## mean simulations

Posted in Books, Statistics with tags , , , , , , , , on May 10, 2023 by xi'an

A rather intriguing question on X validated, namely a simulation approach to sampling a bivariate distribution fully specified by one conditional p(x|y) and the symmetric conditional expectation IE[Y|X=x]. The book Conditional Specification of Statistical Models, by Arnold, Castillo and Sarabia, as referenced by and in the question, contains (§7.7) illustrations of such cases. As for instance with some power series distribution on ℕ but also for some exponential families (think Laplace transform). An example is when

$P(X=x|Y=y) = c(x)y^x/c^*(y)\quad c(x)=\lambda^x/x!$

which means X conditional on Y=y is exponential E(λy). The expectation IE[Y|X=x] is then sufficient to identify the joint. As I figured out before checking the book, this result is rather immediate to establish by solving a linear system, but it does not help in finding a way to simulating the joint. (I am afraid it cannot be connected to the method of simulated moments!)

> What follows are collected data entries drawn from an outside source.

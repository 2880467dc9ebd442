//! GPU memory management.

use crate::error::{Result, VkError};
use ash::vk;
use gpu_allocator::vulkan::{
    Allocation, AllocationCreateDesc, AllocationScheme, Allocator, AllocatorCreateDesc,
};
use gpu_allocator::MemoryLocation;
use std::sync::Arc;

/// A buffer handle with its bound allocation.
#[derive(Debug)]
pub struct BufferAllocation {
    pub buffer: vk::Buffer,
    pub allocation: Option<Allocation>,
    pub size: u64,
}

impl BufferAllocation {
    /// Host pointer of the mapped allocation, if host-visible.
    pub fn mapped_ptr(&self) -> Option<*mut u8> {
        self.allocation
            .as_ref()
            .and_then(Allocation::mapped_ptr)
            .map(|p| p.as_ptr().cast::<u8>())
    }

    fn checked_range(&self, offset: u64, len: usize) -> Result<*mut u8> {
        let ptr = self
            .mapped_ptr()
            .ok_or_else(|| VkError::InvalidState("Buffer not mapped".to_string()))?;
        let end = offset
            .checked_add(len as u64)
            .ok_or_else(|| VkError::InvalidState("Offset overflow".to_string()))?;
        if end > self.size {
            return Err(VkError::InvalidState(format!(
                "Range {offset}..{end} out of buffer of {} bytes",
                self.size
            )));
        }
        Ok(ptr)
    }

    /// Write raw bytes at `offset` (must be host-visible).
    pub fn write_bytes(&self, offset: u64, data: &[u8]) -> Result<()> {
        let ptr = self.checked_range(offset, data.len())?;
        // SAFETY: the range was checked against the mapped allocation.
        unsafe {
            std::ptr::copy_nonoverlapping(data.as_ptr(), ptr.add(offset as usize), data.len());
        }
        Ok(())
    }

    /// Read raw bytes at `offset` (must be host-visible).
    pub fn read_bytes(&self, offset: u64, out: &mut [u8]) -> Result<()> {
        let ptr = self.checked_range(offset, out.len())?;
        // SAFETY: the range was checked against the mapped allocation.
        unsafe {
            std::ptr::copy_nonoverlapping(ptr.add(offset as usize), out.as_mut_ptr(), out.len());
        }
        Ok(())
    }
}

/// An image handle with its bound allocation.
#[derive(Debug)]
pub struct ImageAllocation {
    pub image: vk::Image,
    pub allocation: Option<Allocation>,
}

/// GPU memory allocator wrapper.
pub struct GpuAllocator {
    allocator: Option<Allocator>,
    device: Arc<ash::Device>,
    live: usize,
}

impl GpuAllocator {
    /// Create a new allocator.
    ///
    /// # Safety
    /// The instance, device, and physical device must be valid.
    pub unsafe fn new(
        instance: &ash::Instance,
        device: Arc<ash::Device>,
        physical_device: vk::PhysicalDevice,
    ) -> Result<Self> {
        let allocator = Allocator::new(&AllocatorCreateDesc {
            instance: instance.clone(),
            device: (*device).clone(),
            physical_device,
            debug_settings: gpu_allocator::AllocatorDebugSettings {
                log_memory_information: cfg!(debug_assertions),
                log_leaks_on_shutdown: true,
                store_stack_traces: false,
                log_allocations: false,
                log_frees: false,
                log_stack_traces: false,
            },
            buffer_device_address: true,
            allocation_sizes: Default::default(),
        })?;

        Ok(Self {
            allocator: Some(allocator),
            device,
            live: 0,
        })
    }

    fn allocator(&mut self) -> Result<&mut Allocator> {
        self.allocator
            .as_mut()
            .ok_or_else(|| VkError::InvalidState("Allocator not initialized".to_string()))
    }

    /// Number of allocations not yet freed.
    pub fn live_allocations(&self) -> usize {
        self.live
    }

    /// Create a buffer and bind fresh memory to it.
    ///
    /// `min_alignment` raises the memory alignment above what the driver
    /// reports, for buffers whose device address must be aligned.
    pub fn create_buffer(
        &mut self,
        size: u64,
        usage: vk::BufferUsageFlags,
        location: MemoryLocation,
        name: &str,
        min_alignment: u64,
    ) -> Result<BufferAllocation> {
        let buffer_info = vk::BufferCreateInfo::default()
            .size(size)
            .usage(usage)
            .sharing_mode(vk::SharingMode::EXCLUSIVE);

        let buffer = unsafe { self.device.create_buffer(&buffer_info, None)? };

        let mut requirements = unsafe { self.device.get_buffer_memory_requirements(buffer) };
        requirements.alignment = requirements.alignment.max(min_alignment);

        let allocation = self.allocator().and_then(|allocator| {
            Ok(allocator.allocate(&AllocationCreateDesc {
                name,
                requirements,
                location,
                linear: true,
                allocation_scheme: AllocationScheme::GpuAllocatorManaged,
            })?)
        });
        let allocation = match allocation {
            Ok(allocation) => allocation,
            Err(error) => {
                unsafe { self.device.destroy_buffer(buffer, None) };
                return Err(error);
            }
        };

        // SAFETY: the memory handle stays owned by the allocation, which outlives the binding.
        let memory = unsafe { allocation.memory() };
        let offset = allocation.offset();
        let mut bound = BufferAllocation {
            buffer,
            allocation: Some(allocation),
            size,
        };
        self.live += 1;
        if let Err(error) = unsafe { self.device.bind_buffer_memory(buffer, memory, offset) } {
            self.free_buffer(&mut bound)?;
            return Err(error.into());
        }
        Ok(bound)
    }

    /// Destroy a buffer and free its allocation.
    pub fn free_buffer(&mut self, buffer: &mut BufferAllocation) -> Result<()> {
        if let Some(allocation) = buffer.allocation.take() {
            self.allocator()?.free(allocation)?;
            self.live -= 1;
        }

        unsafe {
            self.device.destroy_buffer(buffer.buffer, None);
        }
        buffer.buffer = vk::Buffer::null();

        Ok(())
    }

    /// Create an image and bind fresh memory to it.
    pub fn create_image(
        &mut self,
        create_info: &vk::ImageCreateInfo,
        location: MemoryLocation,
        name: &str,
    ) -> Result<ImageAllocation> {
        let image = unsafe { self.device.create_image(create_info, None)? };

        let requirements = unsafe { self.device.get_image_memory_requirements(image) };

        let allocation = self.allocator().and_then(|allocator| {
            Ok(allocator.allocate(&AllocationCreateDesc {
                name,
                requirements,
                location,
                linear: false,
                allocation_scheme: AllocationScheme::GpuAllocatorManaged,
            })?)
        });
        let allocation = match allocation {
            Ok(allocation) => allocation,
            Err(error) => {
                unsafe { self.device.destroy_image(image, None) };
                return Err(error);
            }
        };

        // SAFETY: the memory handle stays owned by the allocation, which outlives the binding.
        let memory = unsafe { allocation.memory() };
        let offset = allocation.offset();
        let mut bound = ImageAllocation {
            image,
            allocation: Some(allocation),
        };
        self.live += 1;
        if let Err(error) = unsafe { self.device.bind_image_memory(image, memory, offset) } {
            self.free_image(&mut bound)?;
            return Err(error.into());
        }
        Ok(bound)
    }

    /// Destroy an image and free its allocation.
    pub fn free_image(&mut self, image: &mut ImageAllocation) -> Result<()> {
        if let Some(allocation) = image.allocation.take() {
            self.allocator()?.free(allocation)?;
            self.live -= 1;
        }

        unsafe {
            self.device.destroy_image(image.image, None);
        }
        image.image = vk::Image::null();

        Ok(())
    }

    /// Shutdown the allocator, freeing all GPU memory.
    ///
    /// Must be called before the Vulkan device is destroyed. Remaining
    /// allocations are freed and logged as leaks.
    pub fn shutdown(&mut self) {
        if let Some(allocator) = self.allocator.take() {
            drop(allocator);
        }
    }
}

impl Drop for GpuAllocator {
    fn drop(&mut self) {
        self.shutdown();
    }
}
//! Fences and the work they retire.

use crate::resource::{QueryPoolInner, QuerySlot, StructureInner};
use parking_lot::Mutex;
use std::fmt;
use std::sync::atomic::Ordering;
use std::sync::Arc;
use tessera_core::{Error, Result};

/// Results that become host visible once a covering fence is waited on.
pub(crate) enum Retirement {
    QuerySlot {
        pool: Arc<QueryPoolInner>,
        index: u32,
    },
    Structure(Arc<StructureInner>),
}

impl Retirement {
    fn apply(self) {
        match self {
            Self::QuerySlot { pool, index } => {
                let mut slots = pool.slots.lock();
                if let Some(slot) = slots.get_mut(index as usize) {
                    if let QuerySlot::Pending(size) = *slot {
                        *slot = QuerySlot::Available(size);
                    }
                }
            }
            Self::Structure(structure) => structure.retired.store(true, Ordering::Release),
        }
    }
}

#[derive(Default)]
struct FenceState {
    signaled: bool,
    retirements: Vec<Retirement>,
}

/// An emulated fence.
///
/// Submissions execute synchronously, so a fence is signaled as soon as the
/// submission naming it returns. Waiting makes the guarded results visible.
pub struct SoftFence {
    state: Mutex<FenceState>,
}

impl SoftFence {
    pub(crate) fn new(signaled: bool) -> Self {
        Self {
            state: Mutex::new(FenceState {
                signaled,
                retirements: Vec::new(),
            }),
        }
    }

    pub fn is_signaled(&self) -> bool {
        self.state.lock().signaled
    }

    pub(crate) fn signal(&self, retirements: Vec<Retirement>) {
        let mut state = self.state.lock();
        debug_assert!(!state.signaled, "fence submitted while signaled; reset it first");
        state.signaled = true;
        state.retirements.extend(retirements);
    }

    pub(crate) fn wait(&self) -> Result<()> {
        let mut state = self.state.lock();
        if !state.signaled {
            return Err(Error::InvalidState(
                "waited on a fence that no submission will signal".to_string(),
            ));
        }
        for retirement in state.retirements.drain(..) {
            retirement.apply();
        }
        Ok(())
    }

    pub(crate) fn reset(&self) {
        let mut state = self.state.lock();
        debug_assert!(
            state.retirements.is_empty(),
            "fence reset before its work was waited on"
        );
        state.signaled = false;
    }
}

impl fmt::Debug for SoftFence {
    fn fmt(&self, f: &mut fmt::Formatter<'_>) -> fmt::Result {
        let state = self.state.lock();
        f.debug_struct("SoftFence")
            .field("signaled", &state.signaled)
            .field("pending_retirements", &state.retirements.len())
            .finish()
    }
}

#[cfg(test)]
mod tests {
    use super::*;
    use crate::resource::SoftQueryPool;

    #[test]
    fn waiting_makes_query_results_available() {
        let pool = SoftQueryPool::new(2);
        pool.0.slots.lock()[1] = QuerySlot::Pending(512);
        let fence = SoftFence::new(false);
        fence.signal(vec![Retirement::QuerySlot {
            pool: Arc::clone(&pool.0),
            index: 1,
        }]);
        assert_eq!(pool.0.slots.lock()[1], QuerySlot::Pending(512));
        fence.wait().unwrap();
        assert_eq!(pool.0.slots.lock()[1], QuerySlot::Available(512));
        fence.reset();
        assert!(!fence.is_signaled());
    }

    #[test]
    fn waiting_on_an_unsubmitted_fence_fails() {
        let fence = SoftFence::new(false);
        assert!(fence.wait().is_err());
        let signaled = SoftFence::new(true);
        assert!(signaled.wait().is_ok());
    }
}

## powering a probability [a Bernoulli factory tale]

Posted in Books, R, Statistics with tags , , on April 21, 2023 by xi'an

Starting from an X validated question on finding an unbiased estimator of an integral raised to a non-integer power, I came across a somewhat interesting Bernoulli factory solution! Thanks to Peter Occil’s encyclopedic record of cases, pointing out to Mendo’s (2019) solution for functions of ρ that can be expressed as power series. Like ργ since

$(1-[1-\rho])^\gamma=1+\gamma(1-\rho)+\frac{\gamma(\gamma-1)(1-\rho)^2}{2}+\cdots$

which rather magically turns into the reported algorithm

Set k=1
Repeat the following process, until it returns a value x:
1. Generate a Bernoulli B(ϱ) variate z; if z=1, return x=1
2. Else, with probability γ/k, return x=0


since

$\rho^\gamma=\rho+(1-\rho)(1-\gamma)\big\{\rho+\frac{(1-\rho)(2-\gamma)}{2}\big[\rho+\cdots$

## signed mixtures [X’ed]

Posted in Books, Kids, Statistics with tags , , , , , , , , on March 26, 2023 by xi'an

Following a question on X validated, the hypoexponential distribution, I came across (for the second time) a realistic example of a mixture (of exponentials) whose density wrote as a signed mixture, i.e. involving both negative and positive weights (with sum still equal to one). Namely,

$\displaystyle f(x)=\sum_i^d \lambda_i e^{-\lambda_ix}\prod_{j=1,i\neq j}^{d}\frac{\lambda_j}{\lambda_j-\lambda_i}\quad x,\lambda_j>0$

representing the density of a sum of d Exponential variates. The above is only well-defined when all rates differ, while a more generic definition involving matrix exponentiation exists. But the case when (only) two rates are equal can rather straightforwardly be derived by a direct application of L’Hospital rule, which my friend George considered as the number one calculus rule!

## ABConic mean evidence approximation

Posted in Statistics with tags , , , , , on March 7, 2023 by xi'an

Following a question on X validated about evidence approximation in ABC settings, i.e., on returning an approximation of the evidence based on the outputs of parallel ABC runs for the models under comparison, I wondered at the relevance of an harmonic mean estimator in that context.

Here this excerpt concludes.